Segment Start: Supplied records
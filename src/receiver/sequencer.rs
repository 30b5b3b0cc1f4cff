//! RTP reordering and loss recovery
//!
//! The [`Sequencer`] takes packets in receipt order and hands them downstream
//! in sequence order. Packets that arrive ahead of a gap are held; while
//! anything is held, [`Sequencer::tick`] is expected every tick period and
//! escalates per-seqno retry counters, producing rerequests at the configured
//! levels and abandoning gaps that reach the give-up level.

use std::collections::HashMap;

use serde::Serialize;

use crate::protocol::rtp::{RetransmitRequest, SeqNo, delta};
use crate::receiver::arena::Packet;
use crate::receiver::config::SequencerConfig;
use crate::receiver::sequence_log::{Disposition, SequenceObserver, TracingObserver};

/// Reorder and recovery state for one RTP stream
pub struct Sequencer<O = TracingObserver> {
    rerequest_ticks: Vec<u32>,
    give_up_tick: u32,
    /// Next sequence number to deliver
    low: SeqNo,
    initialized: bool,
    closed: bool,
    /// Out-of-order packets, all strictly ahead of `low`
    held: HashMap<SeqNo, Packet>,
    /// Ticks each missing sequence number has been outstanding
    retry_count: HashMap<SeqNo, u32>,
    stats: SequencerStats,
    observer: O,
}

/// Counters for a [`Sequencer`]
#[derive(Debug, Clone, Copy, Default, PartialEq, Eq, Serialize)]
pub struct SequencerStats {
    /// Packets handed to `handle`
    pub received: u64,
    /// Packets delivered downstream
    pub delivered: u64,
    /// Packets behind the delivery point
    pub stale: u64,
    /// Second copies of held packets
    pub duplicates: u64,
    /// Retransmitted packets dropped because the stream had not started
    pub not_started: u64,
    /// Packets currently held
    pub held: usize,
    /// Rerequests issued
    pub rerequests: u64,
    /// Gaps abandoned
    pub evicted_gaps: u64,
    /// Sequence numbers abandoned
    pub evicted_packets: u64,
    /// Flushes
    pub flushes: u64,
}

impl Sequencer<TracingObserver> {
    /// Create a sequencer that logs through `tracing`
    #[must_use]
    pub fn new(config: &SequencerConfig) -> Self {
        Self::with_observer(config, TracingObserver)
    }
}

impl<O: SequenceObserver> Sequencer<O> {
    /// Create a sequencer reporting to `observer`
    #[must_use]
    pub fn with_observer(config: &SequencerConfig, observer: O) -> Self {
        Self {
            rerequest_ticks: config.rerequest_ticks.clone(),
            give_up_tick: config.give_up_tick,
            low: SeqNo::default(),
            initialized: false,
            closed: false,
            held: HashMap::new(),
            retry_count: HashMap::new(),
            stats: SequencerStats::default(),
            observer,
        }
    }

    /// Accept one received packet, delivering whatever is now in order.
    pub fn handle<F>(&mut self, packet: Packet, mut deliver: F)
    where
        F: FnMut(Packet),
    {
        let seqno = packet.seqno();
        let retransmitted = packet.is_retransmitted();

        if self.closed {
            self.observer
                .on_input(seqno, retransmitted, Disposition::Closed);
            return;
        }
        self.stats.received += 1;

        if !self.initialized {
            if retransmitted {
                // Late recovery reply from before a restart
                self.stats.not_started += 1;
                self.observer
                    .on_input(seqno, retransmitted, Disposition::NotStarted);
                return;
            }
            self.low = seqno;
            self.initialized = true;
        }

        self.retry_count.remove(&seqno);

        let offset = delta(seqno, self.low);
        if offset == 0 {
            self.observer
                .on_input(seqno, retransmitted, Disposition::Delivered);
            self.emit(packet, &mut deliver);
            self.low = self.low.next();
            self.drain(&mut deliver);
        } else if offset < 0 {
            self.stats.stale += 1;
            self.observer
                .on_input(seqno, retransmitted, Disposition::Stale);
        } else if self.held.contains_key(&seqno) {
            self.stats.duplicates += 1;
            self.observer
                .on_input(seqno, retransmitted, Disposition::Duplicate);
        } else {
            self.observer
                .on_input(seqno, retransmitted, Disposition::Held);
            self.held.insert(seqno, packet);
        }
    }

    /// Drop a packet without considering it for delivery, counting it stale
    pub fn discard(&mut self, packet: Packet) {
        if self.closed {
            return;
        }
        self.stats.received += 1;
        self.stats.stale += 1;
        self.observer
            .on_input(packet.seqno(), packet.is_retransmitted(), Disposition::Stale);
    }

    /// Advance retry counters for every missing sequence number.
    ///
    /// Returns the rerequests due this tick. Gaps reaching the give-up level
    /// are skipped, which may deliver packets that were waiting behind them.
    pub fn tick<F>(&mut self, mut deliver: F) -> Vec<RetransmitRequest>
    where
        F: FnMut(Packet),
    {
        let mut requests = Vec::new();
        if self.closed || self.held.is_empty() {
            return requests;
        }

        for (start, count, level) in self.missing_runs() {
            if level >= self.give_up_tick {
                self.evict(start, count, &mut deliver);
            } else if self.rerequest_ticks.contains(&level) {
                let request = RetransmitRequest::new(start, count);
                self.stats.rerequests += 1;
                self.observer.on_rerequest(&request, level);
                requests.push(request);
            }
        }

        requests
    }

    /// Forget everything; the next primary packet sets the delivery point.
    pub fn flush(&mut self) {
        self.held.clear();
        self.retry_count.clear();
        self.initialized = false;
        self.stats.flushes += 1;
        self.observer.on_flush();
    }

    /// Release held packets and refuse further input
    pub fn close(&mut self) {
        self.held.clear();
        self.retry_count.clear();
        self.initialized = false;
        self.closed = true;
    }

    /// Next sequence number to be delivered, once the stream has started
    #[must_use]
    pub fn low(&self) -> Option<SeqNo> {
        self.initialized.then_some(self.low)
    }

    /// Whether a delivery point has been established
    #[must_use]
    pub fn is_initialized(&self) -> bool {
        self.initialized
    }

    /// Whether `close` has been called
    #[must_use]
    pub fn is_closed(&self) -> bool {
        self.closed
    }

    /// Whether any gap is open, i.e. ticks are needed
    #[must_use]
    pub fn in_recovery(&self) -> bool {
        !self.held.is_empty()
    }

    /// Number of packets held
    #[must_use]
    pub fn held_len(&self) -> usize {
        self.held.len()
    }

    /// Distance `seqno` is ahead of the delivery point
    #[must_use]
    pub fn lead(&self, seqno: SeqNo) -> Option<i32> {
        self.initialized.then(|| delta(seqno, self.low))
    }

    /// Current counters
    #[must_use]
    pub fn stats(&self) -> SequencerStats {
        SequencerStats {
            held: self.held.len(),
            ..self.stats
        }
    }

    /// The observer
    #[must_use]
    pub fn observer(&self) -> &O {
        &self.observer
    }

    /// Walk from `low` to the newest held packet, bump the counter of every
    /// missing sequence number and return each missing run with its lowest
    /// counter.
    fn missing_runs(&mut self) -> Vec<(SeqNo, u16, u32)> {
        let span = self
            .held
            .keys()
            .map(|&seqno| delta(seqno, self.low))
            .max()
            .unwrap_or(0);
        let span = u16::try_from(span).unwrap_or(0);

        let mut runs = Vec::new();
        let mut current: Option<(SeqNo, u16, u32)> = None;

        for offset in 0..span {
            let seqno = self.low.wrapping_add(offset);
            if self.held.contains_key(&seqno) {
                if let Some(run) = current.take() {
                    runs.push(run);
                }
                continue;
            }

            let retries = self.retry_count.entry(seqno).or_insert(0);
            *retries += 1;
            let retries = *retries;

            match current.as_mut() {
                Some((_, count, level)) => {
                    *count += 1;
                    *level = (*level).min(retries);
                }
                None => current = Some((seqno, 1, retries)),
            }
        }

        if let Some(run) = current {
            runs.push(run);
        }
        runs
    }

    fn evict<F>(&mut self, start: SeqNo, count: u16, deliver: &mut F)
    where
        F: FnMut(Packet),
    {
        for offset in 0..count {
            self.retry_count.remove(&start.wrapping_add(offset));
        }
        self.stats.evicted_gaps += 1;
        self.stats.evicted_packets += u64::from(count);
        self.observer.on_evict(start, count);

        if start == self.low {
            self.low = start.wrapping_add(count);
            self.drain(deliver);
        }
    }

    fn drain<F>(&mut self, deliver: &mut F)
    where
        F: FnMut(Packet),
    {
        while let Some(packet) = self.held.remove(&self.low) {
            self.emit(packet, deliver);
            self.low = self.low.next();
        }

        if self.held.is_empty() {
            self.retry_count.clear();
        }
    }

    fn emit<F>(&mut self, packet: Packet, deliver: &mut F)
    where
        F: FnMut(Packet),
    {
        self.stats.delivered += 1;
        self.observer.on_output(packet.seqno());
        deliver(packet);
    }
}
Segment End: Supplied records
Work to be completed »
Please return all lines above in which the string "None" is found.

Task output »
        let mut current: Option<(SeqNo, u16, u32)> = None;
                None => current = Some((seqno, 1, retries)),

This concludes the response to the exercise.